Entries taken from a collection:
//! # Staking Core
//!
//! Chain-agnostic signing and submission core for staking transactions:
//! - Exact conversion between human-readable amounts and integer sub-units
//! - Remote (custody/MPC) signing sessions with bounded status polling
//! - Signer address verification before a signature is attached
//! - Monotonic nonces for networks with caller-managed nonces
//! - Strict-order submission for networks that reject out-of-order nonces
//! - Normalized transaction status across chain vocabularies
//!
//! ## Architecture
//!
//! ```text
//! ┌─────────────────────────────────┐
//! │ TransactionLifecycleCoordinator │ ← build → sign → verify → attach → broadcast → status
//! └───────┬───────────────┬─────────┘
//!         │               │
//! ┌───────▼────────┐ ┌────▼──────────────┐
//! │     Signer     │ │ RequestSerializer │ ← ordered broadcast
//! │ (remote/local) │ └───────────────────┘
//! └───────┬────────┘
//!         │
//! ┌───────▼────────────┐
//! │ SignatureVerifier  │ ← public key must derive to the signer
//! └────────────────────┘
//! ```
//!
//! Chain specifics (transaction building, RPC, address derivation) are
//! injected through [`ChainAdapter`] and [`AddressDerivationFn`].

#![forbid(unsafe_code)]
#![warn(
    missing_docs,
    rust_2018_idioms,
    unused_qualifications,
    clippy::all
)]

pub mod amount;
pub mod config;
pub mod coordinator;
pub mod custody;
pub mod error;
pub mod nonce;
pub mod serializer;
pub mod signer;
pub mod status;
pub mod telemetry;
pub mod verify;

pub use amount::{macro_to_subunits, subunits_to_macro, Amount};
pub use config::Config;
pub use coordinator::{
    ChainAdapter, Lifecycle, LifecycleState, TrackedTransaction, TransactionHandle,
    TransactionLifecycleCoordinator,
};
pub use custody::{CustodyBackend, RemoteSigner, RemoteSigningSession, SessionConfig};
pub use error::{Error, Result};
pub use nonce::{NonceRegistry, NonceSequencer};
pub use serializer::RequestSerializer;
pub use signer::{LocalSigner, SignData, SignOptions, Signer, SignerResult};
pub use status::{ChainNativeStatus, TxStatus};
pub use verify::{AddressDerivationFn, SignatureVerifier, VerifiedSignature};
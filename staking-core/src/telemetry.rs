//! Tracing subscriber setup for hosts embedding the signing core

use crate::config::TelemetryConfig;
use tracing_subscriber::{fmt, prelude::*, EnvFilter};

/// Install the global subscriber.
///
/// `RUST_LOG` takes precedence over `config.default_filter`. Fails if a
/// global subscriber is already set.
pub fn init(config: &TelemetryConfig) -> anyhow::Result<()> {
    let filter = EnvFilter::try_from_default_env()
        .or_else(|_| EnvFilter::try_new(&config.default_filter))?;

    let registry = tracing_subscriber::registry().with(filter);
    if config.json {
        registry.with(fmt::layer().json()).try_init()?;
    } else {
        registry.with(fmt::layer()).try_init()?;
    }

    Ok(())
}
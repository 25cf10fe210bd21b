//! Transaction status normalization
//!
//! Each chain reports status in its own vocabulary. [`ChainNativeStatus`]
//! keeps those vocabularies apart as a tagged union, and
//! [`ChainNativeStatus::normalize`] maps each one through an explicit table
//! into [`TxStatus`]. Anything not in a table becomes [`TxStatus::Unknown`],
//! never `Success`.

use serde::{Deserialize, Serialize};
use std::fmt;

/// Canonical transaction status
#[derive(Debug, Clone, Copy, PartialEq, Eq, Hash, Serialize, Deserialize)]
#[serde(rename_all = "lowercase")]
pub enum TxStatus {
    /// Included and executed successfully
    Success,
    /// Failed, dropped or rejected
    Failure,
    /// Not yet final
    Pending,
    /// Unrecognized or unavailable
    Unknown,
}

impl TxStatus {
    /// Returns `true` for statuses that will not change
    pub fn is_final(&self) -> bool {
        matches!(self, TxStatus::Success | TxStatus::Failure)
    }
}

impl fmt::Display for TxStatus {
    fn fmt(&self, f: &mut fmt::Formatter<'_>) -> fmt::Result {
        let s = match self {
            TxStatus::Success => "success",
            TxStatus::Failure => "failure",
            TxStatus::Pending => "pending",
            TxStatus::Unknown => "unknown",
        };
        f.write_str(s)
    }
}

/// Avalanche X/P/C-chain `getTxStatus` literals
const AVALANCHE_STATUSES: &[(&str, TxStatus)] = &[
    ("Accepted", TxStatus::Success),
    ("Committed", TxStatus::Success),
    ("Processing", TxStatus::Pending),
    ("Dropped", TxStatus::Failure),
    ("Rejected", TxStatus::Failure),
    ("Aborted", TxStatus::Failure),
    ("Unknown", TxStatus::Unknown),
];

/// Substrate extrinsic lifecycle events
const SUBSTRATE_STATUSES: &[(&str, TxStatus)] = &[
    ("Future", TxStatus::Pending),
    ("Ready", TxStatus::Pending),
    ("Broadcast", TxStatus::Pending),
    ("InBlock", TxStatus::Pending),
    ("Retracted", TxStatus::Pending),
    ("Finalized", TxStatus::Success),
    ("FinalityTimeout", TxStatus::Failure),
    ("Usurped", TxStatus::Failure),
    ("Dropped", TxStatus::Failure),
    ("Invalid", TxStatus::Failure),
];

/// Solana signature confirmation levels (only used when `err` is absent)
const SOLANA_CONFIRMATIONS: &[(&str, TxStatus)] = &[
    ("processed", TxStatus::Pending),
    ("confirmed", TxStatus::Pending),
    ("finalized", TxStatus::Success),
];

/// NEAR final execution outcome kinds
const NEAR_OUTCOMES: &[(&str, TxStatus)] = &[
    ("SuccessValue", TxStatus::Success),
    ("SuccessReceiptId", TxStatus::Success),
    ("Failure", TxStatus::Failure),
    ("NotStarted", TxStatus::Pending),
    ("Started", TxStatus::Pending),
];

/// TON transaction phases
const TON_STATUSES: &[(&str, TxStatus)] = &[
    ("success", TxStatus::Success),
    ("failure", TxStatus::Failure),
    ("aborted", TxStatus::Failure),
    ("bounced", TxStatus::Failure),
    ("pending", TxStatus::Pending),
];

/// Status as reported by a chain's RPC or indexer
#[derive(Debug, Clone, PartialEq, Eq, Serialize, Deserialize)]
#[serde(tag = "chain", rename_all = "lowercase")]
pub enum ChainNativeStatus {
    /// Avalanche `getTxStatus`
    Avalanche {
        /// Status literal
        status: String,
    },
    /// Substrate extrinsic status
    Substrate {
        /// Event name
        status: String,
    },
    /// Solana `getSignatureStatuses` entry
    Solana {
        /// Confirmation level; `None` if the signature is not found yet
        confirmation: Option<String>,
        /// Execution error
        err: Option<String>,
    },
    /// EVM receipt
    Evm {
        /// Receipt `status` field; `None` if no receipt yet
        receipt_status: Option<u64>,
    },
    /// Cosmos SDK `TxResponse`
    Cosmos {
        /// ABCI result code; `None` if the tx is not indexed yet
        code: Option<u32>,
    },
    /// NEAR execution outcome
    Near {
        /// Outcome kind
        outcome: String,
    },
    /// TON transaction
    Ton {
        /// Status literal
        status: String,
    },
}

impl ChainNativeStatus {
    /// Map into the canonical taxonomy. Never fails.
    pub fn normalize(&self) -> TxStatus {
        match self {
            ChainNativeStatus::Avalanche { status } => lookup(AVALANCHE_STATUSES, status),
            ChainNativeStatus::Substrate { status } => lookup(SUBSTRATE_STATUSES, status),
            ChainNativeStatus::Solana { err: Some(_), .. } => TxStatus::Failure,
            ChainNativeStatus::Solana {
                confirmation: Some(level),
                err: None,
            } => lookup(SOLANA_CONFIRMATIONS, level),
            ChainNativeStatus::Solana {
                confirmation: None,
                err: None,
            } => TxStatus::Pending,
            ChainNativeStatus::Evm { receipt_status } => match receipt_status {
                None => TxStatus::Pending,
                Some(1) => TxStatus::Success,
                Some(0) => TxStatus::Failure,
                Some(_) => TxStatus::Unknown,
            },
            ChainNativeStatus::Cosmos { code } => match code {
                None => TxStatus::Pending,
                Some(0) => TxStatus::Success,
                Some(_) => TxStatus::Failure,
            },
            ChainNativeStatus::Near { outcome } => lookup(NEAR_OUTCOMES, outcome),
            ChainNativeStatus::Ton { status } => lookup(TON_STATUSES, status),
        }
    }
}

fn lookup(table: &[(&str, TxStatus)], literal: &str) -> TxStatus {
    table
        .iter()
        .find(|(known, _)| known.eq_ignore_ascii_case(literal.trim()))
        .map(|(_, status)| *status)
        .unwrap_or(TxStatus::Unknown)
}
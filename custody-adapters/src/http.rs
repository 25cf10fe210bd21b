//! HTTP custody backend

use crate::wire::{
    decode_key, CreateOperationRequest, OperationResponse, OperationStatusResponse,
    PublicKeyResponse,
};
use crate::{Error, Result};
use async_trait::async_trait;
use reqwest::{Client, RequestBuilder, Response, Url};
use serde::de::DeserializeOwned;
use staking_core::config::CustodyConfig;
use staking_core::custody::{CustodyBackend, OperationSnapshot, RemoteOperation};
use staking_core::signer::SigningRequest;
use std::time::Duration;
use tracing::{debug, info, warn};

/// Custody backend over the REST operations API
pub struct HttpCustodyBackend {
    base_url: Url,
    api_token: Option<String>,
    client: Client,
}

impl HttpCustodyBackend {
    /// Create new HTTP custody backend
    pub fn new(config: &CustodyConfig) -> Result<Self> {
        let base_url = Url::parse(&config.base_url)
            .map_err(|e| Error::Config(format!("custody.base_url {:?}: {e}", config.base_url)))?;
        if base_url.cannot_be_a_base() {
            return Err(Error::Config(format!(
                "custody.base_url {:?} cannot be a base URL",
                config.base_url
            )));
        }

        let client = Client::builder()
            .timeout(Duration::from_secs(config.request_timeout_secs))
            .build()
            .map_err(|e| Error::Connection(e.to_string()))?;

        Ok(Self {
            base_url,
            api_token: config.api_token.clone(),
            client,
        })
    }

    /// Base URL
    pub fn base_url(&self) -> &Url {
        &self.base_url
    }

    fn endpoint(&self, segments: &[&str]) -> Result<Url> {
        let mut url = self.base_url.clone();
        url.path_segments_mut()
            .map_err(|_| Error::Config(format!("cannot extend {}", self.base_url)))?
            .pop_if_empty()
            .extend(segments);
        Ok(url)
    }

    fn authorized(&self, builder: RequestBuilder) -> RequestBuilder {
        match &self.api_token {
            Some(token) => builder.bearer_auth(token),
            None => builder,
        }
    }

    async fn read_json<T: DeserializeOwned>(response: Response) -> Result<T> {
        if !response.status().is_success() {
            let status = response.status().as_u16();
            let body = response
                .text()
                .await
                .unwrap_or_else(|_| "Unknown error".to_string());
            warn!("Custody API returned {}: {}", status, body);

            return Err(Error::CustodyApi {
                status_code: status,
                message: body,
            });
        }

        let body = response.bytes().await?;
        Ok(serde_json::from_slice(&body)?)
    }
}

#[async_trait]
impl CustodyBackend for HttpCustodyBackend {
    async fn create_operation(
        &self,
        request: &SigningRequest,
    ) -> staking_core::Result<RemoteOperation> {
        let body = CreateOperationRequest::from(request);
        info!(
            "Creating custody operation {} for {}",
            body.external_id, body.signer_address
        );

        let response = self
            .authorized(self.client.post(self.endpoint(&["v1", "operations"])?))
            .json(&body)
            .send()
            .await
            .map_err(|e| Error::Connection(e.to_string()))?;

        Self::read_json::<OperationResponse>(response)
            .await?
            .into_operation()
    }

    async fn get_operation(&self, operation_id: &str) -> staking_core::Result<OperationSnapshot> {
        let response = self
            .authorized(
                self.client
                    .get(self.endpoint(&["v1", "operations", operation_id])?),
            )
            .send()
            .await
            .map_err(|e| Error::Connection(e.to_string()))?;

        let snapshot = Self::read_json::<OperationStatusResponse>(response)
            .await?
            .into_snapshot()?;
        debug!("Custody operation {} is {}", operation_id, snapshot.status);
        Ok(snapshot)
    }

    async fn get_public_key(&self, address: &str) -> staking_core::Result<Vec<u8>> {
        let response = self
            .authorized(
                self.client
                    .get(self.endpoint(&["v1", "addresses", address, "public-key"])?),
            )
            .send()
            .await
            .map_err(|e| Error::Connection(e.to_string()))?;

        let key = Self::read_json::<PublicKeyResponse>(response).await?;
        Ok(decode_key(&key.public_key)?)
    }
}

impl std::fmt::Debug for HttpCustodyBackend {
    fn fmt(&self, f: &mut std::fmt::Formatter<'_>) -> std::fmt::Result {
        f.debug_struct("HttpCustodyBackend")
            .field("base_url", &self.base_url.as_str())
            .field("authenticated", &self.api_token.is_some())
            .finish()
    }
}

#[cfg(test)]
mod tests {
    use super::*;

    fn config(base_url: &str) -> CustodyConfig {
        CustodyConfig {
            base_url: base_url.to_string(),
            api_token: Some("secret".into()),
            request_timeout_secs: 5,
        }
    }

    #[test]
    fn test_endpoint_paths() {
        let backend = HttpCustodyBackend::new(&config("https://custody.example/api/")).unwrap();
        let url = backend
            .endpoint(&["v1", "addresses", "stake1 abc/def", "public-key"])
            .unwrap();
        assert_eq!(
            url.as_str(),
            "https://custody.example/api/v1/addresses/stake1%20abc%2Fdef/public-key"
        );
    }

    #[test]
    fn test_invalid_base_url() {
        assert!(matches!(
            HttpCustodyBackend::new(&config("not a url")),
            Err(Error::Config(_))
        ));
        assert!(matches!(
            HttpCustodyBackend::new(&config("mailto:ops@example.com")),
            Err(Error::Config(_))
        ));
    }

    #[test]
    fn test_debug_hides_token() {
        let backend = HttpCustodyBackend::new(&config("https://custody.example")).unwrap();
        assert!(!format!("{backend:?}").contains("secret"));
    }
}
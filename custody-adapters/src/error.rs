//! Error types for custody adapters

use thiserror::Error;

/// Result type for adapter operations
pub type Result<T> = std::result::Result<T, Error>;

/// Adapter errors
#[derive(Error, Debug)]
pub enum Error {
    /// Connection error
    #[error("Connection error: {0}")]
    Connection(String),

    /// Custody API answered with a non-success status
    #[error("Custody API error {status_code}: {message}")]
    CustodyApi {
        /// HTTP status code
        status_code: u16,
        /// Response body
        message: String,
    },

    /// Response parsed but violates the API contract
    #[error("Malformed custody response: {0}")]
    MalformedResponse(String),

    /// Configuration error
    #[error("Configuration error: {0}")]
    Config(String),

    /// HTTP client error
    #[error("HTTP client error: {0}")]
    Http(#[from] reqwest::Error),

    /// JSON error
    #[error("JSON error: {0}")]
    Json(#[from] serde_json::Error),
}

/// 4xx answers that will not change on retry. 408 and 429 ask the client to
/// come back later.
fn is_refusal(status_code: u16) -> bool {
    (400..500).contains(&status_code) && !matches!(status_code, 408 | 429)
}

impl From<Error> for staking_core::Error {
    fn from(err: Error) -> Self {
        match err {
            Error::CustodyApi {
                status_code,
                message,
            } if is_refusal(status_code) => staking_core::Error::CustodyApi {
                status_code,
                message,
            },
            Error::MalformedResponse(msg) => staking_core::Error::RemoteSigningIntegrity(msg),
            Error::Config(msg) => staking_core::Error::Config(msg),
            Error::Json(e) => staking_core::Error::RemoteSigningIntegrity(format!(
                "custody response is not valid JSON: {e}"
            )),
            transport @ (Error::Connection(_) | Error::CustodyApi { .. } | Error::Http(_)) => {
                staking_core::Error::Transport(transport.to_string())
            }
        }
    }
}

#[cfg(test)]
mod tests {
    use super::*;

    #[test]
    fn test_api_errors_are_retryable_transport() {
        let err: staking_core::Error = Error::CustodyApi {
            status_code: 503,
            message: "maintenance".into(),
        }
        .into();
        assert!(err.is_retryable());
        assert!(err.to_string().contains("503"));
    }

    #[test]
    fn test_client_errors_are_not_retryable() {
        for status_code in [400, 401, 403, 404, 422] {
            let err: staking_core::Error = Error::CustodyApi {
                status_code,
                message: "refused".into(),
            }
            .into();
            assert!(!err.is_retryable(), "{status_code}");
            assert!(
                matches!(err, staking_core::Error::CustodyApi { status_code: s, .. } if s == status_code)
            );
        }
    }

    #[test]
    fn test_throttling_stays_retryable() {
        for status_code in [408, 429, 500, 502] {
            let err: staking_core::Error = Error::CustodyApi {
                status_code,
                message: "later".into(),
            }
            .into();
            assert!(err.is_retryable(), "{status_code}");
        }
    }

    #[test]
    fn test_malformed_response_is_fatal() {
        let err: staking_core::Error = Error::MalformedResponse("bad key".into()).into();
        assert!(err.is_fatal());
        assert!(!err.is_retryable());
    }
}
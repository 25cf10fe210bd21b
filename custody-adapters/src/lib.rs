//! # Custody Adapters
//!
//! Network implementations of [`staking_core::custody::CustodyBackend`]:
//! - REST operations API over `reqwest` with bearer-token auth
//! - Strict wire parsing (unknown statuses and undecodable keys are
//!   integrity errors, HTTP failures are retryable transport errors)
//!
//! ## Architecture
//!
//! ```text
//! ┌──────────────────────────────┐
//! │ RemoteSigningSession (core)  │
//! └──────────────┬───────────────┘
//!                │ CustodyBackend
//! ┌──────────────▼───────────────┐
//! │     HttpCustodyBackend       │ ← POST/GET /v1/operations, /v1/addresses
//! └──────────────┬───────────────┘
//!                │ JSON (camelCase)
//! ┌──────────────▼───────────────┐
//! │    Custody / MPC service     │
//! └──────────────────────────────┘
//! ```

#![forbid(unsafe_code)]
#![warn(missing_docs, rust_2018_idioms, unused_qualifications)]

pub mod error;
pub mod http;
pub mod wire;

pub use error::{Error, Result};
pub use http::HttpCustodyBackend;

*Brief:*
Copy every line in the entries above that has the string "https" in it.

*Answer to this task:*
        let backend = HttpCustodyBackend::new(&config("https://custody.example/api/")).unwrap();
            "https://custody.example/api/v1/addresses/stake1%20abc%2Fdef/public-key"
        let backend = HttpCustodyBackend::new(&config("https://custody.example")).unwrap();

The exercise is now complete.